A user accesses another user's resources at the same privilege level. This is what happened in the IDOR example above.

Forced Browsing

The application does not link to certain pages, but those pages exist and are accessible if you guess or know the URL.

  Unlinked but accessible:
  https://payroll.company.com/reports/all-salaries-2024.xlsx

Missing Function-Level Access Control

API endpoints that perform sensitive actions (delete user, export data, change role) are never protected by permission checks. Attackers discover them through trial and error or by reading JavaScript files.

Full Attack Scenario: IDOR on a Healthcare App

  1. Attacker creates an account and books appointment ID 5500

  2. Attacker visits:
     https://clinic.com/appointment?id=5500
     -- Sees their own data

  3. Attacker tries IDs 5499, 5498, 5497 ...
     -- Sees other patients' names, dates of birth, diagnoses

  4. Attacker writes a script to pull IDs 1 through 6000
     -- Downloads 6,000 patient records in minutes

  5. Data sold or used for fraud

How to Prevent Broken Access Control

1. Enforce Access Control Server-Side, Every Request

Never trust the client to enforce access. Every API call and every page load must verify on the server that the currently logged-in user has permission to access the requested resource.

  Correct check:
  GET /orders?id=1041
     |
     Server checks: Does the session user own order 1041?
     If NO  --> Return 403 Forbidden
     If YES --> Return order data

2. Use Indirect Object References

Instead of exposing the database ID in the URL, map it to a random, unpredictable token per user session.

  Database ID 1041 maps to token "x9f2kz" for Alice's session
  Alice's URL: /orders/x9f2kz
  Token is valid only for Alice — Bob cannot use it

3. Deny by Default

Start with no permissions and grant them explicitly. If a check is missing, the user gets no access. This is safer than allowing everything by default and trying to block individual actions.

4. Log Access Control Failures

When a user gets a 403 response, log it. A burst of 403s from one account is a strong signal of an IDOR enumeration attack.

5. Test Access Control in Every Security Review

Use different test accounts at different privilege levels. Confirm that low-privilege users cannot reach high-privilege functions, and that users cannot access each other's resources.

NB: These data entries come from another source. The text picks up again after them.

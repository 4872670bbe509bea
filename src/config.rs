//! Driver configuration.
//!
//! A [`DriverConfig`] is built in code with [`DriverConfig::new`] and the
//! `with_*` setters, or loaded from `KEY=VALUE` text:
//!
//! ```text
//! # gateway
//! KNX_GATEWAY_IP=192.168.1.10
//! KNX_GATEWAY_PORT=3671
//! KNX_LOCAL_IP=192.168.1.50
//! KNX_MAX_REPEATS=6
//! ```
//!
//! Only the gateway address is required.

use crate::error::{KnxError, Result};
use crate::protocol::constants::KNXNETIP_DEFAULT_PORT;
use crate::protocol::tunnel::{
    TunnelSettings, DEFAULT_HEARTBEAT_INTERVAL, DEFAULT_MAX_REPEATS, DEFAULT_RETRY_INTERVAL,
};
use core::str::FromStr;
use std::net::{Ipv4Addr, SocketAddrV4};
use std::time::Duration;

/// Gateway IPv4 address
pub const KEY_GATEWAY_IP: &str = "KNX_GATEWAY_IP";
/// Gateway UDP port
pub const KEY_GATEWAY_PORT: &str = "KNX_GATEWAY_PORT";
/// Local IPv4 address to bind to
pub const KEY_LOCAL_IP: &str = "KNX_LOCAL_IP";
/// Transmissions per request
pub const KEY_MAX_REPEATS: &str = "KNX_MAX_REPEATS";

/// Tunneling driver settings
#[derive(Debug, Clone, PartialEq, Eq)]
#[cfg_attr(feature = "serde", derive(serde::Serialize, serde::Deserialize))]
pub struct DriverConfig {
    remote_address: Ipv4Addr,
    remote_port: u16,
    local_address: Option<Ipv4Addr>,
    max_repeats: u8,
    retry_interval: Duration,
    heartbeat_interval: Duration,
}

impl DriverConfig {
    /// Configuration for the gateway at `remote_address` with defaults
    pub const fn new(remote_address: Ipv4Addr) -> Self {
        Self {
            remote_address,
            remote_port: KNXNETIP_DEFAULT_PORT,
            local_address: None,
            max_repeats: DEFAULT_MAX_REPEATS,
            retry_interval: DEFAULT_RETRY_INTERVAL,
            heartbeat_interval: DEFAULT_HEARTBEAT_INTERVAL,
        }
    }

    /// Gateway UDP port
    #[must_use]
    pub const fn with_remote_port(mut self, port: u16) -> Self {
        self.remote_port = port;
        self
    }

    /// Bind the sockets to this address instead of auto-detecting it
    #[must_use]
    pub const fn with_local_address(mut self, address: Ipv4Addr) -> Self {
        self.local_address = Some(address);
        self
    }

    /// Transmissions per request, including the first one.
    ///
    /// # Errors
    ///
    /// Returns a configuration error for 0.
    pub fn with_max_repeats(mut self, max_repeats: u8) -> Result<Self> {
        if max_repeats == 0 {
            return Err(KnxError::invalid_max_repeats());
        }
        self.max_repeats = max_repeats;
        Ok(self)
    }

    /// Time between retransmissions
    #[must_use]
    pub const fn with_retry_interval(mut self, interval: Duration) -> Self {
        self.retry_interval = interval;
        self
    }

    /// Time between a heartbeat response and the next request
    #[must_use]
    pub const fn with_heartbeat_interval(mut self, interval: Duration) -> Self {
        self.heartbeat_interval = interval;
        self
    }

    /// Gateway IPv4 address
    pub const fn remote_address(&self) -> Ipv4Addr {
        self.remote_address
    }

    /// Gateway UDP port
    pub const fn remote_port(&self) -> u16 {
        self.remote_port
    }

    /// Gateway socket address
    pub const fn gateway(&self) -> SocketAddrV4 {
        SocketAddrV4::new(self.remote_address, self.remote_port)
    }

    /// Configured local address, `None` means auto-detect
    pub const fn local_address(&self) -> Option<Ipv4Addr> {
        self.local_address
    }

    /// Transmissions per request
    pub const fn max_repeats(&self) -> u8 {
        self.max_repeats
    }

    /// Time between retransmissions
    pub const fn retry_interval(&self) -> Duration {
        self.retry_interval
    }

    /// Time between a heartbeat response and the next request
    pub const fn heartbeat_interval(&self) -> Duration {
        self.heartbeat_interval
    }

    /// Timing parameters for the protocol state machine
    pub const fn tunnel_settings(&self) -> TunnelSettings {
        TunnelSettings {
            max_repeats: self.max_repeats,
            retry_interval: self.retry_interval,
            heartbeat_interval: self.heartbeat_interval,
        }
    }

    /// Parse `KEY=VALUE` lines.
    ///
    /// Blank lines and lines starting with `#` are skipped, unknown keys are
    /// ignored.
    ///
    /// # Errors
    ///
    /// Returns a configuration error if `KNX_GATEWAY_IP` is missing or a
    /// value does not parse.
    ///
    /// # Examples
    ///
    /// ```
    /// use knx_tunnel::DriverConfig;
    ///
    /// let config = DriverConfig::from_env_str("KNX_GATEWAY_IP=192.168.1.10\n")?;
    /// assert_eq!(config.remote_port(), 3671);
    /// # Ok::<(), knx_tunnel::KnxError>(())
    /// ```
    pub fn from_env_str(text: &str) -> Result<Self> {
        let lookup = |key: &str| {
            text.lines()
                .map(str::trim)
                .filter(|line| !line.is_empty() && !line.starts_with('#'))
                .filter_map(|line| line.split_once('='))
                .find(|(name, _)| name.trim() == key)
                .map(|(_, value)| value.trim().to_owned())
        };
        Self::from_lookup(lookup)
    }

    /// Read the same keys from the process environment
    pub fn from_env() -> Result<Self> {
        Self::from_lookup(|key| std::env::var(key).ok())
    }

    fn from_lookup(lookup: impl Fn(&str) -> Option<String>) -> Result<Self> {
        let remote = lookup(KEY_GATEWAY_IP).ok_or_else(KnxError::missing_remote_address)?;
        let mut config = Self::new(parse_value(&remote)?);

        if let Some(port) = lookup(KEY_GATEWAY_PORT) {
            config = config.with_remote_port(parse_value(&port)?);
        }
        if let Some(local) = lookup(KEY_LOCAL_IP) {
            config = config.with_local_address(parse_value(&local)?);
        }
        if let Some(repeats) = lookup(KEY_MAX_REPEATS) {
            config = config.with_max_repeats(parse_value(&repeats)?)?;
        }
        Ok(config)
    }
}

fn parse_value<T: FromStr>(value: &str) -> Result<T> {
    value
        .parse()
        .ok()
        .ok_or_else(KnxError::invalid_config_value)
}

Quick Prevention Checklist

  [✓] Server-side permission check on every request
  [✓] Deny by default for all protected resources
  [✓] No sequential predictable IDs exposed in URLs
  [✓] Log and alert on access control failures
  [✓] Test with multiple user roles during development

Key Takeaway

Access control must be enforced on the server for every single request. Hiding links or relying on the client provides zero security. Deny by default and verify permissions explicitly for every action.